Danburite, with an ideal formula of CaB2Si2O8, crystallizes in the orthorhombic system. It has a structure composed of a framework of corner-sharing Si2O7 linked with B2O7 groups by eight-coordinated Ca atoms. First discovered in Danbury, Connecticut (United States), gem-quality danburite has also been found in Japan, Madagascar, Mexico, Myanmar, Russia, Sri Lanka, Switzerland, and Tanzania (Hurwit, 1986; Chadwick and Laurs, 2008; Hintze, 2010). Danburite is an exceptionally rare gemstone, however.
In the summer of 2015, during a geological and mineralogical investigation of a metamorphosed carbonate formation in the Luc Yen district of Yen Bai Province, northern Vietnam, the authors found gem-quality danburite crystals. At the beginning of the investigation, several crystals with sizes up to 2.5 cm (figure 1, left) were found in mining dumps from Bai Cat, an active placer deposit of ruby, sapphire, spinel, and tourmaline located in the An Phu commune. Our team pursued this finding and found many small (1–2 cm) danburite crystals of similar color and transparency along the streams within 2 km of the Bai Cat deposit. One of the rough crystals (figure 1, sample C) was cut into a clean 4.6 ct gem with no eye-visible flaws (figure 1, right). The present article provides a detailed characterization of the newly found danburite from Luc Yen.
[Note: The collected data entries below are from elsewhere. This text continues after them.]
use anyhow::{bail, Result};

use crate::models::{Position, RoutePoint, TripPhase, TripStats};
use crate::services::geo;
use crate::services::location::LocationError;
use crate::services::sampler::RouteSampler;

const MS_PER_HOUR: f64 = 3_600_000.0;

/// Trip lifecycle state machine and kinematics reducer.
///
/// Owns no timers and no subscription: the host delivers fixes, errors and
/// control actions with explicit timestamps, and reads back derived state.
/// Fixes are only processed while the phase is `Active`; statistics mutation
/// is not reentrant, which the `&mut self` entry points enforce.
///
/// Two clocks are in play and never mixed: control transitions carry the
/// host's wall clock, while kinematics run on the location source's own
/// timestamps. Average speed is therefore measured from the first fix, not
/// from `start_time_ms`.
#[derive(Debug)]
pub struct TripTracker {
    phase: TripPhase,
    stats: TripStats,
    sampler: RouteSampler,
    gps_ready: bool,
    first_fix_ms: Option<i64>,
    pause_started_ms: Option<i64>,
    total_paused_ms: i64,
}

impl TripTracker {
    pub fn new() -> Self {
        Self {
            phase: TripPhase::Idle,
            stats: TripStats::default(),
            sampler: RouteSampler::new(),
            gps_ready: false,
            first_fix_ms: None,
            pause_started_ms: None,
            total_paused_ms: 0,
        }
    }

    pub fn phase(&self) -> TripPhase {
        self.phase
    }

    pub fn stats(&self) -> &TripStats {
        &self.stats
    }

    pub fn route_points(&self) -> &[RoutePoint] {
        self.sampler.points()
    }

    pub fn gps_ready(&self) -> bool {
        self.gps_ready
    }

    /// Mark location access as probed and working (or revoked).
    pub fn set_gps_ready(&mut self, ready: bool) {
        self.gps_ready = ready;
    }

    /// Elapsed active time: wall clock since start minus accumulated pauses
    /// and any pause still in progress. Zero while idle.
    pub fn elapsed_active_ms(&self, now_ms: i64) -> i64 {
        let Some(start) = self.stats.start_time_ms else {
            return 0;
        };
        let in_progress = self
            .pause_started_ms
            .map(|p| now_ms - p)
            .unwrap_or(0);
        (now_ms - start - self.total_paused_ms - in_progress).max(0)
    }

    /// Begin a new trip. Legal from `Idle`, and from `Active` as a restart
    /// that discards the running trip without passing through `Ended`.
    pub fn start(&mut self, now_ms: i64) -> Result<()> {
        if !self.gps_ready {
            bail!("location access has not been granted");
        }
        match self.phase {
            TripPhase::Idle | TripPhase::Active => {
                self.stats = TripStats::begin(now_ms);
                self.sampler.reset();
                self.first_fix_ms = None;
                self.pause_started_ms = None;
                self.total_paused_ms = 0;
                self.phase = TripPhase::Active;
                log::info!("trip started at {now_ms}");
                Ok(())
            }
            phase => bail!("cannot start a trip while {phase:?}"),
        }
    }

    /// Suspend fix processing. Statistics are untouched; the pause interval
    /// is folded into the accumulator on resume or end.
    pub fn pause(&mut self, now_ms: i64) -> Result<()> {
        if self.phase != TripPhase::Active {
            bail!("cannot pause a trip while {:?}", self.phase);
        }
        self.pause_started_ms = Some(now_ms);
        self.phase = TripPhase::Paused;
        log::info!("trip paused");
        Ok(())
    }

    pub fn resume(&mut self, now_ms: i64) -> Result<()> {
        if self.phase != TripPhase::Paused {
            bail!("cannot resume a trip while {:?}", self.phase);
        }
        self.fold_pause(now_ms);
        self.phase = TripPhase::Active;
        log::info!("trip resumed, {} ms paused so far", self.total_paused_ms);
        Ok(())
    }

    /// Finalize the running trip and return its statistics. The tracker
    /// stays in `Ended` (waypoints still readable for route optimization)
    /// until `reset` returns it to `Idle`.
    pub fn end(&mut self, now_ms: i64) -> Result<TripStats> {
        match self.phase {
            TripPhase::Active | TripPhase::Paused => {
                self.fold_pause(now_ms);
                self.stats.end_time_ms = Some(now_ms);
                self.phase = TripPhase::Ended;
                log::info!(
                    "trip ended: {:.2} km in {} active ms",
                    self.stats.total_distance_km,
                    self.elapsed_active_ms(now_ms)
                );
                Ok(self.stats.clone())
            }
            phase => bail!("cannot end a trip while {phase:?}"),
        }
    }

    /// Drop all trip state and return to `Idle`. GPS readiness survives.
    /// A reset while already idle is a no-op.
    pub fn reset(&mut self) {
        self.phase = TripPhase::Idle;
        self.stats = TripStats::default();
        self.sampler.reset();
        self.first_fix_ms = None;
        self.pause_started_ms = None;
        self.total_paused_ms = 0;
    }

    /// Ingest one raw fix. Ignored unless `Active`.
    pub fn on_fix(&mut self, fix: Position) {
        if self.phase != TripPhase::Active {
            return;
        }

        let prev = self.stats.positions.last().copied();
        let speed_kmh = self.current_speed_kmh(prev.as_ref(), &fix);

        self.stats.positions.push(fix);
        self.stats.current_speed_kmh = speed_kmh;
        self.stats.max_speed_kmh = self.stats.max_speed_kmh.max(speed_kmh);

        self.stats.elevation_m = fix.altitude_m.unwrap_or(0.0);
        if let Some(altitude) = fix.altitude_m {
            let min = self.stats.min_elevation_m.map_or(altitude, |m| m.min(altitude));
            let max = self.stats.max_elevation_m.map_or(altitude, |m| m.max(altitude));
            self.stats.min_elevation_m = Some(min);
            self.stats.max_elevation_m = Some(max);
            self.stats.elevation_gain_m = max - min;
        }

        if let Some(prev) = prev {
            let leg_km = geo::distance_km(prev.lat, prev.lng, fix.lat, fix.lng);
            if leg_km.is_finite() {
                self.stats.total_distance_km += leg_km;
            }
        }

        // Active time on the source's clock: since the first fix, minus
        // accumulated pauses (pause durations are clock-independent).
        let first_fix_ms = *self.first_fix_ms.get_or_insert(fix.timestamp_ms);
        let active_ms = (fix.timestamp_ms - first_fix_ms - self.total_paused_ms).max(0);
        let active_hours = active_ms as f64 / MS_PER_HOUR;
        self.stats.avg_speed_kmh = if active_hours > 0.0 {
            self.stats.total_distance_km / active_hours
        } else {
            0.0
        };

        self.sampler.observe(prev.as_ref(), &fix, speed_kmh);
    }

    /// React to a location failure. Permission loss aborts the trip and
    /// revokes readiness; transient failures only get logged.
    pub fn on_location_error(&mut self, error: LocationError) {
        if error.is_fatal() {
            log::error!("{error}; aborting trip");
            self.reset();
            self.gps_ready = false;
        } else {
            log::warn!("{error}; continuing to wait for fixes");
        }
    }

    fn fold_pause(&mut self, now_ms: i64) {
        if let Some(paused_at) = self.pause_started_ms.take() {
            self.total_paused_ms += (now_ms - paused_at).max(0);
        }
    }

    /// Current speed in km/h: reported speed when present (clamped at 0 to
    /// swallow small negative GPS noise), otherwise derived from the
    /// distance and time delta to the previous logged position.
    fn current_speed_kmh(&self, prev: Option<&Position>, fix: &Position) -> f64 {
        if let Some(speed_mps) = fix.speed_mps {
            let kmh = speed_mps * 3.6;
            return if kmh.is_finite() { kmh.max(0.0) } else { 0.0 };
        }
        let Some(prev) = prev else {
            return 0.0;
        };
        let dt_hours = (fix.timestamp_ms - prev.timestamp_ms) as f64 / MS_PER_HOUR;
        if dt_hours <= 0.0 {
            return 0.0;
        }
        let kmh = geo::distance_km(prev.lat, prev.lng, fix.lat, fix.lng) / dt_hours;
        if kmh.is_finite() {
            kmh
        } else {
            0.0
        }
    }
}

impl Default for TripTracker {
    fn default() -> Self {
        Self::new()
    }
}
The geology of the Luc Yen mining area has been described by Garnier et al. (2005), Long et al. (2013), and Chauviré et al. (2015). It is dominated by metamorphic rocks, mainly granulitic gneisses, mica schist, and marble, which are sometimes intruded by granitic and pegmatitic dikes (Garnier et al., 2005). Danburite crystals have been found associated with ruby, sapphire, spinel, and tourmaline in the Bai Cat placer deposit, which is surrounded by a series of marble mountain chains. One mountain about 5 km away, An Phu, contains a ruby mine (May Thuong) on one side and a spinel mine (Cong Troi) on the opposite side. While all of Luc Yen’s primary formations of ruby, sapphire, and spinel were favored by metamorphic conditions, its tourmaline originated from pegmatite bodies. The nearest sources of tourmaline are pegmatites in the Minh Tien commune bordering An Phu. The geologic environment of Luc Yen was very suitable for the formation of danburite, which could be related to some pegmatite veins (figure 2). A similar geologic condition has previously been reported for danburite from the Anjanabonoina pegmatite deposit in Madagascar (Wilson, 1989; 2007; Dirlam et al., 2002; De Vito et al., 2006). The pegmatites from both areas are often hosted by marble and locally contain coarse-grained green K-feldspar, tourmaline, and smoky quartz.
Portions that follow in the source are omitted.